-- Input for this task follows --

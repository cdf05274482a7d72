//! Trade log — JSONL of trade records tagged with the run that produced them.

use serde::{Deserialize, Serialize};
use std::fs::{self, OpenOptions};
use std::io::{self, BufRead, Write};
use std::path::{Path, PathBuf};

use factorlab_core::domain::TradeRecord;

#[derive(Debug, Clone, PartialEq, Serialize, Deserialize)]
pub struct LoggedTrade {
    pub run: String,
    #[serde(flatten)]
    pub trade: TradeRecord,
}

#[derive(Debug, Clone)]
pub struct TradeLog {
    path: PathBuf,
    run: String,
}

impl TradeLog {
    pub fn new(path: impl Into<PathBuf>, run: impl Into<String>) -> Self {
        Self {
            path: path.into(),
            run: run.into(),
        }
    }

    pub fn path(&self) -> &Path {
        &self.path
    }

    pub fn run(&self) -> &str {
        &self.run
    }

    /// Append trades in order; returns the number written.
    pub fn append(&self, trades: &[TradeRecord]) -> io::Result<usize> {
        if trades.is_empty() {
            return Ok(0);
        }
        if let Some(parent) = self.path.parent() {
            fs::create_dir_all(parent)?;
        }
        let mut file = OpenOptions::new()
            .create(true)
            .append(true)
            .open(&self.path)?;
        for trade in trades {
            let line = LoggedTrade {
                run: self.run.clone(),
                trade: trade.clone(),
            };
            let json = serde_json::to_string(&line)
                .map_err(|e| io::Error::new(io::ErrorKind::InvalidData, e))?;
            writeln!(file, "{json}")?;
        }
        file.flush()?;
        Ok(trades.len())
    }

    /// Every logged trade, any run. Skips malformed lines.
    pub fn read_all(&self) -> io::Result<Vec<LoggedTrade>> {
        if !self.path.exists() {
            return Ok(Vec::new());
        }
        let reader = io::BufReader::new(fs::File::open(&self.path)?);
        let mut trades = Vec::new();
        for line in reader.lines() {
            let line = line?;
            if line.trim().is_empty() {
                continue;
            }
            if let Ok(t) = serde_json::from_str::<LoggedTrade>(&line) {
                trades.push(t);
            }
        }
        Ok(trades)
    }

    /// Trades logged under this log's run label.
    pub fn read_run(&self) -> io::Result<Vec<TradeRecord>> {
        Ok(self
            .read_all()?
            .into_iter()
            .filter(|t| t.run == self.run)
            .map(|t| t.trade)
            .collect())
    }
}

#[cfg(test)]
mod tests {
    use super::*;
    use chrono::NaiveDate;
    use factorlab_core::domain::{TradeAction, TradeReason};
    use tempfile::TempDir;

    fn trade(instrument: &str) -> TradeRecord {
        TradeRecord {
            instrument: instrument.into(),
            action: TradeAction::Enter,
            date: NaiveDate::from_ymd_opt(2024, 5, 6).unwrap(),
            price: 12.5,
            shares: 800.0,
            reason: TradeReason::Selection,
            entry_price: None,
            realized_pnl: None,
            commission: 0.0,
        }
    }

    #[test]
    fn runs_are_kept_apart() {
        let dir = TempDir::new().unwrap();
        let path = dir.path().join("logs").join("trades.jsonl");
        let live = TradeLog::new(&path, "live");
        let backtest = TradeLog::new(&path, "backtest");

        assert_eq!(live.append(&[trade("A"), trade("B")]).unwrap(), 2);
        backtest.append(&[trade("C")]).unwrap();

        assert_eq!(live.read_all().unwrap().len(), 3);
        let mine: Vec<String> = live.read_run().unwrap().into_iter().map(|t| t.instrument).collect();
        assert_eq!(mine, vec!["A", "B"]);
        assert_eq!(backtest.read_run().unwrap().len(), 1);
    }

    #[test]
    fn flattened_line_carries_run_label() {
        let dir = TempDir::new().unwrap();
        let log = TradeLog::new(dir.path().join("t.jsonl"), "live");
        log.append(&[trade("A")]).unwrap();
        let raw = fs::read_to_string(log.path()).unwrap();
        assert!(raw.contains("\"run\":\"live\""));
        assert!(raw.contains("\"instrument\":\"A\""));
        assert!(!raw.contains("realized_pnl"));
    }
}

-- Input for this task concluded --

> _Prompt_
Retype the records above in full, with no differences.

> _Exercise answer_
repository cdf05274482a7d72
//! Trade log — JSONL of trade records tagged with the run that produced them.

use serde::{Deserialize, Serialize};
use std::fs::{self, OpenOptions};
use std::io::{self, BufRead, Write};
use std::path::{Path, PathBuf};

use factorlab_core::domain::TradeRecord;

#[derive(Debug, Clone, PartialEq, Serialize, Deserialize)]
pub struct LoggedTrade {
    pub run: String,
    #[serde(flatten)]
    pub trade: TradeRecord,
}

#[derive(Debug, Clone)]
pub struct TradeLog {
    path: PathBuf,
    run: String,
}

impl TradeLog {
    pub fn new(path: impl Into<PathBuf>, run: impl Into<String>) -> Self {
        Self {
            path: path.into(),
            run: run.into(),
        }
    }

    pub fn path(&self) -> &Path {
        &self.path
    }

    pub fn run(&self) -> &str {
        &self.run
    }

    /// Append trades in order; returns the number written.
    pub fn append(&self, trades: &[TradeRecord]) -> io::Result<usize> {
        if trades.is_empty() {
            return Ok(0);
        }
        if let Some(parent) = self.path.parent() {
            fs::create_dir_all(parent)?;
        }
        let mut file = OpenOptions::new()
            .create(true)
            .append(true)
            .open(&self.path)?;
        for trade in trades {
            let line = LoggedTrade {
                run: self.run.clone(),
                trade: trade.clone(),
            };
            let json = serde_json::to_string(&line)
                .map_err(|e| io::Error::new(io::ErrorKind::InvalidData, e))?;
            writeln!(file, "{json}")?;
        }
        file.flush()?;
        Ok(trades.len())
    }

    /// Every logged trade, any run. Skips malformed lines.
    pub fn read_all(&self) -> io::Result<Vec<LoggedTrade>> {
        if !self.path.exists() {
            return Ok(Vec::new());
        }
        let reader = io::BufReader::new(fs::File::open(&self.path)?);
        let mut trades = Vec::new();
        for line in reader.lines() {
            let line = line?;
            if line.trim().is_empty() {
                continue;
            }
            if let Ok(t) = serde_json::from_str::<LoggedTrade>(&line) {
                trades.push(t);
            }
        }
        Ok(trades)
    }

    /// Trades logged under this log's run label.
    pub fn read_run(&self) -> io::Result<Vec<TradeRecord>> {
        Ok(self
            .read_all()?
            .into_iter()
            .filter(|t| t.run == self.run)
            .map(|t| t.trade)
            .collect())
    }
}

#[cfg(test)]
mod tests {
    use super::*;
    use chrono::NaiveDate;
    use factorlab_core::domain::{TradeAction, TradeReason};
    use tempfile::TempDir;

    fn trade(instrument: &str) -> TradeRecord {
        TradeRecord {
            instrument: instrument.into(),
            action: TradeAction::Enter,
            date: NaiveDate::from_ymd_opt(2024, 5, 6).unwrap(),
            price: 12.5,
            shares: 800.0,
            reason: TradeReason::Selection,
            entry_price: None,
            realized_pnl: None,
            commission: 0.0,
        }
    }

    #[test]
    fn runs_are_kept_apart() {
        let dir = TempDir::new().unwrap();
        let path = dir.path().join("logs").join("trades.jsonl");
        let live = TradeLog::new(&path, "live");
        let backtest = TradeLog::new(&path, "backtest");

        assert_eq!(live.append(&[trade("A"), trade("B")]).unwrap(), 2);
        backtest.append(&[trade("C")]).unwrap();

        assert_eq!(live.read_all().unwrap().len(), 3);
        let mine: Vec<String> = live.read_run().unwrap().into_iter().map(|t| t.instrument).collect();
        assert_eq!(mine, vec!["A", "B"]);
        assert_eq!(backtest.read_run().unwrap().len(), 1);
    }

    #[test]
    fn flattened_line_carries_run_label() {
        let dir = TempDir::new().unwrap();
        let log = TradeLog::new(dir.path().join("t.jsonl"), "live");
        log.append(&[trade("A")]).unwrap();
        let raw = fs::read_to_string(log.path()).unwrap();
        assert!(raw.contains("\"run\":\"live\""));
        assert!(raw.contains("\"instrument\":\"A\""));
        assert!(!raw.contains("realized_pnl"));
    }
}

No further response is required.